Boost.Optional Must Go (3)

関連記事:
http://d.hatena.ne.jp/gintenlabo/20100531/1275335373
http://d.hatena.ne.jp/gintenlabo/20100602/1275505739


結論から言います。
以前の記事において、参照に対する Boost.Optional は、生ポインタの代替として使える、と書きましたが、
現状の Boost.Optional の設計では、 boost::optional を生ポインタの代わりに使うのは、様々な点から推奨できません。


というのも、 boost::optional の設計は、基本的に T として参照を取るようには作られていないからです。
例えば等値比較の仕様を見ると、この操作は、 T が参照の場合には、
二つのオブジェクトが同じ参照であるかではなく、参照先のオブジェクトが互いに同じ値を持っているか否かを比較する、というものになっています。
つまり、 boost::optional の比較においては、ポインタの論理は用いられていないということであり、
ポインタの論理で動くことを期待すると、ミスやバグの原因となる、ということです:

#include <boost/optional.hpp>

int main()
{
  int i = 0, j = 0;
  boost::optional<int&> p = i;
  
  assert( p == j ); // p の参照先は i なのに、 true になってしまう
  
}


尤も、これだけならば、まだ「 Boost.Optional の比較は、そういうもんだ」ということで諦めが付きますが、
問題は swap で、これは二つの optional が共に初期化されていた場合、参照するオブジェクトを交換するのではなく、参照先のオブジェクトの中身を交換してしまいます:

#include <boost/optional.hpp>
#include <algorithm>

int main()
{
  using std::swap;  // ADL で呼び出せるよう予め using 宣言
  
  int i = 0, j = 1;
  boost::optional<int&> p = i, q = j;
  
  // ADL 経由で swap を呼び出すと
  swap( p, q );
  assert( p.get_ptr() == &i && q.get_ptr() == &j ); // p, q の保持する参照は変化せず
  assert( i == 1 && j == 0 ); // 参照先のオブジェクトの中身が交換される
  
}


これは、 boost::optional に対して最適化された swap を用いずに、直接 std::swap を呼び出したときの動作とは決定的に異なるものです:

#include <boost/optional.hpp>
#include <algorithm>

int main()
{
  int i = 0, j = 1;
  boost::optional<int&> p = i, q = j;
  
  // 直接 swap を呼び出すと
  std::swap( p, q );
  assert( p.get_ptr() == &j && q.get_ptr() == &i ); // p, q の保持する参照が交換されて
  assert( i == 0 && j == j ); // 参照先のオブジェクトの中身は変わらない
  
}

http://ideone.com/j3KFz
このような動作は明らかに問題でしょう。


何が言いたいかというと、つまり、現状の Boost.Optional の仕様は、
operator= のような特別な場合を除き、 T が参照の場合についてロクに考慮されていない、ということです。
この問題が修正されるまで、 boost::optional を生ポインタの代替として使うのは、避けたほうがいいでしょう。

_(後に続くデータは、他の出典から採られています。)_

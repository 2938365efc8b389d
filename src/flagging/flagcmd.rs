// This Source Code Form is subject to the terms of the Mozilla Public
// License, v. 2.0. If a copy of the MPL was not distributed with this
// file, You can obtain one at http://mozilla.org/MPL/2.0/.

//! Flag commands: which parts of which data to flag, and why.
//!
//! Commands render as (and parse from) the flagdata list-mode syntax, e.g.
//!
//! ```text
//! mode='manual' antenna='1' timerange='4.5~7.5' spw='17' reason='nmedian'
//! ```

use std::fmt;
use std::str::FromStr;

use serde::{Deserialize, Serialize};

use super::{rules::Violations, FlagRule, ImageView, ViewError};

/// An inclusive range of coordinates along one axis.
#[derive(Debug, Clone, PartialEq, Serialize, Deserialize)]
pub struct AxisSelection {
    pub axis: String,
    pub start: f64,
    pub end: f64,
}

/// The flagdata keyword for an axis.
fn flagdata_key(axis: &str) -> String {
    let lower = axis.to_lowercase();
    match lower.as_str() {
        "time" | "timerange" => "timerange".to_string(),
        "antenna" | "antenna1" => "antenna".to_string(),
        _ => lower,
    }
}

#[derive(Debug, Clone, PartialEq, Serialize, Deserialize)]
pub struct FlagCommand {
    /// The table the flags belong to. Empty if unknown.
    #[serde(default)]
    filename: String,
    #[serde(default)]
    spw: Option<u32>,
    #[serde(default)]
    intent: Option<String>,
    selections: Vec<AxisSelection>,
    reason: String,
}

impl FlagCommand {
    pub fn new(filename: &str, reason: &str) -> FlagCommand {
        FlagCommand {
            filename: filename.to_string(),
            spw: None,
            intent: None,
            selections: vec![],
            reason: reason.to_string(),
        }
    }

    pub fn with_spw(mut self, spw: Option<u32>) -> FlagCommand {
        self.spw = spw;
        self
    }

    pub fn with_intent(mut self, intent: Option<&str>) -> FlagCommand {
        self.intent = intent.map(|i| i.to_string());
        self
    }

    pub fn select(mut self, axis: &str, start: f64, end: f64) -> FlagCommand {
        self.selections.push(AxisSelection {
            axis: axis.to_string(),
            start,
            end,
        });
        self
    }

    pub fn filename(&self) -> &str {
        &self.filename
    }

    pub fn spw(&self) -> Option<u32> {
        self.spw
    }

    pub fn intent(&self) -> Option<&str> {
        self.intent.as_deref()
    }

    pub fn selections(&self) -> &[AxisSelection] {
        &self.selections
    }

    pub fn reason(&self) -> &str {
        &self.reason
    }

    /// This command in flagdata list-mode syntax.
    pub fn flagcmd(&self) -> String {
        let mut parts = vec!["mode='manual'".to_string()];
        for sel in &self.selections {
            let key = flagdata_key(&sel.axis);
            if sel.start == sel.end {
                parts.push(format!("{key}='{}'", sel.start));
            } else {
                parts.push(format!("{key}='{}~{}'", sel.start, sel.end));
            }
        }
        if let Some(spw) = self.spw {
            parts.push(format!("spw='{spw}'"));
        }
        if let Some(intent) = &self.intent {
            parts.push(format!("intent='{intent}'"));
        }
        parts.push(format!("reason='{}'", self.reason));
        parts.join(" ")
    }

    /// Whether the cell at the given (axis name, coordinate) pairs is selected.
    /// A selection on an axis the cell doesn't have selects nothing.
    pub(crate) fn covers(&self, row: (&str, f64), col: (&str, f64)) -> bool {
        let row_key = flagdata_key(row.0);
        let col_key = flagdata_key(col.0);
        self.selections.iter().all(|sel| {
            let key = flagdata_key(&sel.axis);
            let value = if key == row_key {
                row.1
            } else if key == col_key {
                col.1
            } else {
                return false;
            };
            sel.start <= value && value <= sel.end
        })
    }
}

impl fmt::Display for FlagCommand {
    fn fmt(&self, f: &mut fmt::Formatter) -> fmt::Result {
        write!(f, "{}", self.flagcmd())
    }
}

impl FromStr for FlagCommand {
    type Err = ViewError;

    fn from_str(s: &str) -> Result<Self, Self::Err> {
        let bad = |reason: String| ViewError::BadFlagCommand {
            cmd: s.to_string(),
            reason,
        };
        let parse_coord = |v: &str| {
            v.trim()
                .parse::<f64>()
                .map_err(|_| bad(format!("'{v}' is not a number")))
        };

        let mut cmd = FlagCommand::new("", "");
        let mut rest = s.trim();
        while !rest.is_empty() {
            let (key, after) = rest
                .split_once("='")
                .ok_or_else(|| bad(format!("expected key='value' at \"{rest}\"")))?;
            let (value, after) = after
                .split_once('\'')
                .ok_or_else(|| bad(format!("unterminated quote after {key}")))?;
            match key.trim() {
                "mode" => (),
                "spw" => {
                    cmd.spw = Some(
                        value
                            .parse()
                            .map_err(|_| bad(format!("spw '{value}' is not an integer")))?,
                    )
                }
                "intent" => cmd.intent = Some(value.to_string()),
                "reason" => cmd.reason = value.to_string(),
                axis => {
                    let (start, end) = value.split_once('~').unwrap_or((value, value));
                    cmd.selections.push(AxisSelection {
                        axis: axis.to_string(),
                        start: parse_coord(start)?,
                        end: parse_coord(end)?,
                    });
                }
            }
            rest = after.trim_start();
        }
        Ok(cmd)
    }
}

/// Express what a rule wants flagged in a view as commands. Adjacent flagged
/// cells in a row become a single command if the column coordinates increase
/// monotonically.
pub(crate) fn commands_from_violations(
    view: &ImageView,
    rule: &FlagRule,
    violations: &Violations,
) -> Vec<FlagCommand> {
    let [rows, cols] = view.axes();
    let new_cmd = || {
        FlagCommand::new(view.filename(), rule.name())
            .with_spw(view.spw())
            .with_intent(view.intent())
    };

    match violations {
        Violations::Cells(cells) => {
            let cols_increasing = cols.values.windows(2).all(|w| w[0] < w[1]);
            let mut cells = cells.clone();
            cells.sort_unstable();

            // Runs of (row, first column, last column).
            let mut runs: Vec<(usize, usize, usize)> = vec![];
            for (i_row, i_col) in cells {
                let extends = matches!(
                    runs.last(),
                    Some(&(r, _, last)) if cols_increasing && r == i_row && last + 1 == i_col
                );
                if !extends {
                    runs.push((i_row, i_col, i_col));
                } else if let Some(run) = runs.last_mut() {
                    run.2 = i_col;
                }
            }

            runs.into_iter()
                .map(|(i_row, first, last)| {
                    let row_value = rows.values[i_row];
                    new_cmd()
                        .select(&rows.name, row_value, row_value)
                        .select(&cols.name, cols.values[first], cols.values[last])
                })
                .collect()
        }

        Violations::Rows(indices) => indices
            .iter()
            .map(|&i| new_cmd().select(&rows.name, rows.values[i], rows.values[i]))
            .collect(),

        Violations::Columns(indices) => indices
            .iter()
            .map(|&i| new_cmd().select(&cols.name, cols.values[i], cols.values[i]))
            .collect(),
    }
}
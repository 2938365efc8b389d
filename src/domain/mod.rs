// This Source Code Form is subject to the terms of the Mozilla Public
// License, v. 2.0. If a copy of the MPL was not distributed with this
// file, You can obtain one at http://mozilla.org/MPL/2.0/.

//! The data being reduced: measurement sets, and the observing run that
//! collects them.

mod error;

pub use error::CatalogError;

use std::collections::BTreeSet;
use std::path::Path;

use log::debug;
use serde::{Deserialize, Serialize};

const SCIENCE_INTENTS: [&str; 4] = ["BANDPASS", "AMPLITUDE", "PHASE", "TARGET"];

#[derive(Debug, Clone, PartialEq, Eq, Serialize, Deserialize)]
pub struct Antenna {
    pub id: u32,
    pub name: String,
}

#[derive(Debug, Clone, PartialEq, Eq, Serialize, Deserialize)]
pub struct SpectralWindow {
    pub id: u32,
    #[serde(default)]
    pub num_channels: u32,
    /// The scan intents observed with this window, e.g. "BANDPASS".
    #[serde(default)]
    pub intents: BTreeSet<String>,
}

#[derive(Debug, Clone, PartialEq, Eq, Serialize, Deserialize)]
pub struct Field {
    pub id: u32,
    pub name: String,
    #[serde(default)]
    pub intents: BTreeSet<String>,
}

/// What `calpipe` knows about a measurement set. Only metadata lives here; the
/// visibilities themselves are only ever touched by external jobs.
#[derive(Debug, Clone, PartialEq, Eq, Serialize, Deserialize)]
pub struct MeasurementSet {
    pub name: String,
    #[serde(default)]
    pub antennas: Vec<Antenna>,
    #[serde(default)]
    pub spectral_windows: Vec<SpectralWindow>,
    #[serde(default)]
    pub fields: Vec<Field>,
}

impl MeasurementSet {
    pub fn new(name: &str) -> MeasurementSet {
        MeasurementSet {
            name: name.to_string(),
            antennas: vec![],
            spectral_windows: vec![],
            fields: vec![],
        }
    }

    /// The file name of the measurement set, without any leading directories.
    pub fn basename(&self) -> &str {
        Path::new(&self.name)
            .file_name()
            .and_then(|n| n.to_str())
            .unwrap_or(&self.name)
    }

    /// All intents observed in this measurement set.
    pub fn intents(&self) -> BTreeSet<&str> {
        self.fields
            .iter()
            .flat_map(|f| f.intents.iter())
            .chain(self.spectral_windows.iter().flat_map(|s| s.intents.iter()))
            .map(|s| s.as_str())
            .collect()
    }

    /// Spectral windows that have data for the given intent. An empty intent
    /// selects every window.
    pub fn spectral_windows_for_intent(&self, intent: &str) -> Vec<&SpectralWindow> {
        self.spectral_windows
            .iter()
            .filter(|s| intent.is_empty() || s.intents.contains(intent))
            .collect()
    }

    /// Windows carrying science data: not channel-averaged or water-vapour
    /// radiometer windows (1 or 4 channels), and observed for a calibrator or
    /// the target.
    pub fn science_spw_ids(&self) -> Vec<u32> {
        self.spectral_windows
            .iter()
            .filter(|s| !matches!(s.num_channels, 1 | 4))
            .filter(|s| {
                SCIENCE_INTENTS
                    .iter()
                    .any(|&i| s.intents.contains(i))
            })
            .map(|s| s.id)
            .collect()
    }

    pub fn get_antenna(&self, id: u32) -> Option<&Antenna> {
        self.antennas.iter().find(|a| a.id == id)
    }

    fn has_field(&self, name_or_id: &str) -> bool {
        self.fields
            .iter()
            .any(|f| f.name == name_or_id || f.id.to_string() == name_or_id)
    }
}

/// All of the measurement sets being reduced together.
#[derive(Debug, Clone, Default, PartialEq, Eq, Serialize, Deserialize)]
pub struct ObservingRun {
    #[serde(default)]
    measurement_sets: Vec<MeasurementSet>,
}

impl ObservingRun {
    pub fn add_measurement_set(&mut self, ms: MeasurementSet) -> Result<(), CatalogError> {
        if self
            .measurement_sets
            .iter()
            .any(|existing| existing.basename() == ms.basename())
        {
            return Err(CatalogError::Duplicate(ms.name));
        }
        debug!("Adding {} to the observing run", ms.name);
        self.measurement_sets.push(ms);
        Ok(())
    }

    pub fn measurement_sets(&self) -> &[MeasurementSet] {
        &self.measurement_sets
    }

    /// Find a measurement set by name (with or without a leading directory or
    /// a trailing ".ms"), or failing that, the first one observed with the
    /// given intent. Wildcards ('*') in the intent are ignored.
    pub fn get_ms(
        &self,
        name: Option<&str>,
        intent: Option<&str>,
    ) -> Result<&MeasurementSet, CatalogError> {
        match (name, intent) {
            (Some(name), _) => {
                let with_ext = format!("{name}.ms");
                self.measurement_sets
                    .iter()
                    .find(|ms| {
                        ms.name == name
                            || ms.basename() == name
                            || ms.name == with_ext
                            || ms.basename() == with_ext
                    })
                    .ok_or_else(|| CatalogError::NoMsWithName(name.to_string()))
            }
            (None, Some(intent)) => {
                let intent = intent.replace('*', "");
                self.measurement_sets
                    .iter()
                    .find(|ms| ms.intents().contains(intent.as_str()))
                    .ok_or(CatalogError::NoMsWithIntent(intent))
            }
            (None, None) => Err(CatalogError::NoIdentifier),
        }
    }

    /// Measurement sets filtered by name, intent and field. Each filter is
    /// skipped if not given; a measurement set passes a filter if it has any
    /// of the listed values.
    pub fn get_measurement_sets(
        &self,
        names: Option<&[&str]>,
        intents: Option<&[&str]>,
        fields: Option<&[&str]>,
    ) -> Vec<&MeasurementSet> {
        self.measurement_sets
            .iter()
            .filter(|ms| {
                names.map_or(true, |names| {
                    names
                        .iter()
                        .any(|n| ms.name == *n || ms.basename() == *n)
                })
            })
            .filter(|ms| {
                intents.map_or(true, |intents| {
                    let ms_intents = ms.intents();
                    intents
                        .iter()
                        .any(|i| ms_intents.contains(i.replace('*', "").as_str()))
                })
            })
            .filter(|ms| fields.map_or(true, |fields| fields.iter().any(|f| ms.has_field(f))))
            .collect()
    }
}
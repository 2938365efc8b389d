// This Source Code Form is subject to the terms of the Mozilla Public
// License, v. 2.0. If a copy of the MPL was not distributed with this
// file, You can obtain one at http://mozilla.org/MPL/2.0/.

//! Quality assessment of task results.
//!
//! Every result carries a [`QAScorePool`]. Handlers registered with a
//! [`QaRegistry`] inspect results after a task has run and push scores into
//! that pool; the pool's representative score (the worst one, unless a handler
//! chose otherwise) then decides whether the result may be merged into the
//! pipeline context.

mod handlers;
mod registry;

pub use handlers::standard_registry;
pub use registry::{QaHandler, QaRegistry};

use std::fmt;

use serde::{Deserialize, Serialize};

/// What a score refers to.
#[derive(Debug, Clone, Default, PartialEq, Eq, Serialize, Deserialize)]
pub struct QATarget {
    #[serde(default)]
    pub vis: Option<String>,
    #[serde(default)]
    pub spw: Option<u32>,
}

/// A single quality score. Scores are in [0, 1], higher being better. A score
/// of `None` means the result couldn't be assessed.
#[derive(Debug, Clone, PartialEq, Serialize, Deserialize)]
pub struct QAScore {
    pub score: Option<f64>,
    pub longmsg: String,
    pub shortmsg: String,
    #[serde(default)]
    pub target: QATarget,
}

impl QAScore {
    pub fn new(score: f64, longmsg: &str, shortmsg: &str) -> QAScore {
        QAScore {
            score: Some(score),
            longmsg: longmsg.to_string(),
            shortmsg: shortmsg.to_string(),
            target: QATarget::default(),
        }
    }

    /// The score of something that hasn't been assessed.
    pub fn no_qa() -> QAScore {
        QAScore {
            score: None,
            longmsg: "No QA scores registered for this task".to_string(),
            shortmsg: "No QA".to_string(),
            target: QATarget::default(),
        }
    }

    pub fn for_vis(mut self, vis: &str) -> QAScore {
        self.target.vis = Some(vis.to_string());
        self
    }

    pub fn for_spw(mut self, spw: u32) -> QAScore {
        self.target.spw = Some(spw);
        self
    }

    /// The numeric score, if it's usable for comparisons.
    fn comparable(&self) -> Option<f64> {
        self.score.filter(|s| !s.is_nan())
    }
}

impl fmt::Display for QAScore {
    fn fmt(&self, f: &mut fmt::Formatter) -> fmt::Result {
        match self.score {
            Some(s) => write!(f, "{s:.3} ({})", self.shortmsg),
            None => write!(f, "N/A ({})", self.shortmsg),
        }
    }
}

/// The scores collected for a single result.
#[derive(Debug, Clone, Default, PartialEq, Serialize, Deserialize)]
pub struct QAScorePool {
    #[serde(default)]
    pool: Vec<QAScore>,
    #[serde(default)]
    representative: Option<QAScore>,
}

impl QAScorePool {
    pub fn new() -> QAScorePool {
        QAScorePool::default()
    }

    pub fn push(&mut self, score: QAScore) {
        self.pool.push(score);
    }

    pub fn scores(&self) -> &[QAScore] {
        &self.pool
    }

    pub fn is_empty(&self) -> bool {
        self.pool.is_empty()
    }

    /// Freeze the representative score, rather than letting it be the worst
    /// score in the pool.
    pub fn set_representative(&mut self, score: QAScore) {
        self.representative = Some(score);
    }

    /// The score summarising this pool. Unless one was set explicitly, this is
    /// the lowest score in the pool (the earliest one if several are equally
    /// low). Scores that couldn't be assessed are only representative if there
    /// is nothing else.
    pub fn representative(&self) -> QAScore {
        if let Some(r) = &self.representative {
            return r.clone();
        }

        let mut lowest: Option<(&QAScore, f64)> = None;
        for score in &self.pool {
            if let Some(s) = score.comparable() {
                match lowest {
                    Some((_, l)) if s >= l => (),
                    _ => lowest = Some((score, s)),
                }
            }
        }
        match lowest {
            Some((score, _)) => score.clone(),
            None => self.pool.first().cloned().unwrap_or_else(QAScore::no_qa),
        }
    }

    /// A new pool with the scores of both `self` and `other`. Neither input is
    /// modified. An explicit representative on `self` takes precedence over
    /// one on `other`.
    pub fn merge(&self, other: &QAScorePool) -> QAScorePool {
        QAScorePool {
            pool: self.pool.iter().chain(other.pool.iter()).cloned().collect(),
            representative: self
                .representative
                .clone()
                .or_else(|| other.representative.clone()),
        }
    }
}

/// Decides whether a result is good enough to be merged into the context.
#[derive(Debug, Clone, Copy, Default, PartialEq)]
pub struct QaGate {
    accept_threshold: Option<f64>,
}

impl QaGate {
    pub fn new(accept_threshold: Option<f64>) -> QaGate {
        QaGate { accept_threshold }
    }

    pub fn accept_threshold(&self) -> Option<f64> {
        self.accept_threshold
    }

    /// Scores strictly below the threshold are rejected. Without a threshold,
    /// or without a numeric score, everything is accepted.
    pub fn accepts(&self, score: &QAScore) -> bool {
        match (self.accept_threshold, score.comparable()) {
            (Some(threshold), Some(s)) => s >= threshold,
            _ => true,
        }
    }
}
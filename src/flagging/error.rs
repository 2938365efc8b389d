// This Source Code Form is subject to the terms of the Mozilla Public
// License, v. 2.0. If a copy of the MPL was not distributed with this
// file, You can obtain one at http://mozilla.org/MPL/2.0/.

use thiserror::Error;

#[derive(Error, Debug)]
pub enum ViewError {
    #[error("The {what} of view '{view}' has shape {got:?}, but {expected:?} was expected")]
    ShapeMismatch {
        view: String,
        what: &'static str,
        expected: (usize, usize),
        got: (usize, usize),
    },

    #[error("The {what} of view '{view}' has rows of different lengths")]
    Ragged { view: String, what: &'static str },

    #[error("Couldn't parse flag command \"{cmd}\": {reason}")]
    BadFlagCommand { cmd: String, reason: String },
}
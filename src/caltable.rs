// This Source Code Form is subject to the terms of the Mozilla Public
// License, v. 2.0. If a copy of the MPL was not distributed with this
// file, You can obtain one at http://mozilla.org/MPL/2.0/.

//! Reading solutions back out of calibration tables.
//!
//! Table formats belong to the external solvers; `calpipe` only needs the
//! solutions as rows.

use std::path::{Path, PathBuf};

use serde::{Deserialize, Serialize};
use thiserror::Error;

/// One solution from a gain table.
#[derive(Debug, Clone, PartialEq, Serialize, Deserialize)]
pub struct CalTableRow {
    pub antenna: u32,
    pub spw: u32,
    /// The solution time [s].
    pub time: f64,
    /// The gain amplitude.
    pub amplitude: f64,
    #[serde(default)]
    pub flagged: bool,
}

pub trait CalTableReader {
    fn read(&self, table: &Path) -> Result<Vec<CalTableRow>, CalTableError>;
}

#[derive(Error, Debug)]
pub enum CalTableError {
    #[error("Couldn't read calibration table '{}': {reason}", table.display())]
    Read { table: PathBuf, reason: String },
}
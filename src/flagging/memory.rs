// This Source Code Form is subject to the terms of the Mozilla Public
// License, v. 2.0. If a copy of the MPL was not distributed with this
// file, You can obtain one at http://mozilla.org/MPL/2.0/.

//! Views held in memory, flagged by flagdata jobs applied in memory.

use std::{cell::RefCell, rc::Rc};

use indexmap::IndexMap;
use log::trace;

use super::{FlagCommand, ImageView, ViewResults};
use crate::tasks::{Executor, JobArg, JobError, JobRequest, JobRunner, Task, TaskError};

/// Views keyed by their description. Clones share the same views.
#[derive(Debug, Clone, Default)]
pub struct ViewStore(Rc<RefCell<IndexMap<String, ImageView>>>);

impl ViewStore {
    pub fn new() -> ViewStore {
        ViewStore::default()
    }

    pub fn insert(&self, view: ImageView) {
        self.0.borrow_mut().insert(view.description(), view);
    }

    pub fn len(&self) -> usize {
        self.0.borrow().len()
    }

    pub fn is_empty(&self) -> bool {
        self.0.borrow().is_empty()
    }

    pub fn views(&self) -> Vec<ImageView> {
        self.0.borrow().values().cloned().collect()
    }

    /// Apply a flag command to the views of `table` that it targets,
    /// returning the number of newly-flagged cells.
    pub fn apply(&self, table: &str, cmd: &FlagCommand) -> usize {
        self.0
            .borrow_mut()
            .values_mut()
            .filter(|view| view.filename() == table)
            .map(|view| view.apply_flag_command(cmd))
            .sum()
    }
}

/// A view task that reads the views out of a [`ViewStore`].
pub struct StoredViews {
    store: ViewStore,
}

impl StoredViews {
    pub fn new(store: ViewStore) -> StoredViews {
        StoredViews { store }
    }
}

impl Task for StoredViews {
    type Results = ViewResults;

    fn name(&self) -> &'static str {
        "storedviews"
    }

    fn prepare(&mut self, _: &mut Executor) -> Result<ViewResults, TaskError> {
        let mut results = ViewResults::new(self.name());
        for view in self.store.views() {
            results.add_view(view);
        }
        Ok(results)
    }
}

/// Runs list-mode flagdata jobs against a [`ViewStore`]. A job only touches
/// the views computed from its `vis`. No other jobs are supported.
pub struct ViewStoreRunner {
    store: ViewStore,
}

impl ViewStoreRunner {
    pub fn new(store: ViewStore) -> ViewStoreRunner {
        ViewStoreRunner { store }
    }
}

impl JobRunner for ViewStoreRunner {
    fn run(&mut self, job: &JobRequest) -> Result<Option<String>, JobError> {
        let (table, cmds) = match (job.task(), job.get_str("vis"), job.get("inpfile")) {
            ("flagdata", Some(table), Some(JobArg::List(cmds))) => (table, cmds),
            _ => return Err(JobError::Unsupported(job.to_string())),
        };

        let mut num_flagged = 0;
        for cmd in cmds {
            let cmd: FlagCommand = cmd.parse().map_err(|e: super::ViewError| JobError::Failed {
                job: job.task().to_string(),
                reason: e.to_string(),
            })?;
            let n = self.store.apply(table, &cmd);
            trace!("{table}: {cmd} flagged {n} cell(s)");
            num_flagged += n;
        }
        Ok(Some(format!("Flagged {num_flagged} cell(s) in {table}")))
    }
}
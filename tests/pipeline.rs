use tensile_analyzer::prelude::*;
use tensile_analyzer::session::CurveSource;

fn csv_from(curve: &SampleCurve) -> String {
    let mut text = String::from("# exported by test rig\nStrain,Stress\n");
    for (e, s) in curve.strain().iter().zip(curve.stress()) {
        text.push_str(&format!("{},{}\n", e, s));
    }
    text
}

#[test]
fn test_uploaded_csv_matches_direct_analysis() {
    let curve = MaterialProfile::aluminum().generate_noisy(150, 2.0, 7).unwrap();
    let parsed = parse_text(&csv_from(&curve));
    assert_eq!(parsed.curve, curve);

    let engine = AnalysisEngine::default();
    assert_eq!(engine.compute_curve(&parsed.curve), engine.compute_curve(&curve));
}

#[test]
fn test_session_produces_chart_and_report() {
    let mut session = AnalysisSession::default();
    session.load_example(MaterialLabel::new("copper"));
    let output = session.analyze().unwrap();

    assert!(!output.result.is_fallback());
    let image = image::load_from_memory(&output.chart).unwrap();
    assert_eq!(image.width(), ChartOptions::default().width);
    assert_eq!(image.height(), ChartOptions::default().height);

    assert!(output.report.contains("Material: copper"));
    assert!(output.report.contains("Source file: (synthetic example)"));
    assert!(output.report.contains("Samples: 200"));
    assert!(output.report.contains("Result: computed"));
}

#[test]
fn test_sessions_are_independent() {
    let mut a = AnalysisSession::default();
    let mut b = AnalysisSession::default();
    a.load_example("steel".into());
    b.load_data("b.csv", "0,0\n0.01,50\n", "copper".into())
        .unwrap();
    a.clear();

    assert!(a.analyze().is_err());
    let out = b.analyze().unwrap();
    assert_eq!(out.result.tensile_strength, 50.0);
    assert_eq!(
        b.source(),
        Some(&CurveSource::Upload {
            filename: "b.csv".to_string()
        })
    );
}

#[test]
fn test_renderer_never_panics_on_bad_input() {
    let renderer = ChartRenderer::default();
    let placeholder = renderer.placeholder();
    let cases: Vec<(Vec<f64>, Vec<f64>)> = vec![
        (vec![], vec![]),
        (vec![0.0, 1.0, 2.0], vec![1.0]),
        (vec![0.0, f64::NAN], vec![1.0, 2.0]),
    ];
    for (strain, stress) in cases {
        let bytes = renderer.render(&strain, &stress, None, "bad");
        assert_eq!(bytes, placeholder);
    }
    let decoded = image::load_from_memory(&placeholder).unwrap();
    assert_eq!(decoded.width(), 320);
}

#[test]
fn test_render_degenerate_curves() {
    let renderer = ChartRenderer::new(ChartOptions::default().with_size(400, 300));
    let result = PropertyResult::fallback("test");
    for (strain, stress) in [
        (vec![0.01], vec![50.0]),
        (vec![0.0, 0.0, 0.0], vec![5.0, 5.0, 5.0]),
    ] {
        let bytes = renderer
            .try_render(&strain, &stress, Some(&result), "flat")
            .unwrap();
        let image = image::load_from_memory(&bytes).unwrap();
        assert_eq!((image.width(), image.height()), (400, 300));
    }
}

// なお、現在 Etude C++ Libraries で開発中の C++0x 対応版 optional では、この問題は解決されています。
// C++0x まで待てない人のため、 C++98/03 版の「参照に対する optional 」の実装もあるので、興味が有る方は是非。

追記( 11:30, 3/23 )

boost::optional の比較については、 twitter 上で

という指摘を受けました。


確かにその通りで、

int i = 0, j = 0;
boost::optional<int&> x = i, y = j;
int &ri = i, &rj = j;

assert( ri == rj ); // true
assert(  x == y  ); // true

このような論理で動くのも、それはそれで一貫性のある動作なので、
ポインタの論理とは違うんだよ、ということを認識しておけば、特に問題はありません。


ただ、この場合にも、実は問題があって、

int i = 1; int &ri = i;
boost::optional<int&> x = i;

assert( ri == 1 ); // true
assert(  x == 1 ); // ill-formed

http://ideone.com/N90uR
このように const 参照と比較させようとした場合、コンパイルエラーとなってしまいます。


この点を考えても、 boost::optionalインターフェイス
T が参照の場合について あまり考慮されていない、ということが分かるでしょう。
尤も、この辺りはパッチを書けばすぐにでも修正できる点ですので、
設計自体が狂っていて 破壊的変更なしに問題を修正できない swap の件に比べたら、かなりマシだと思います。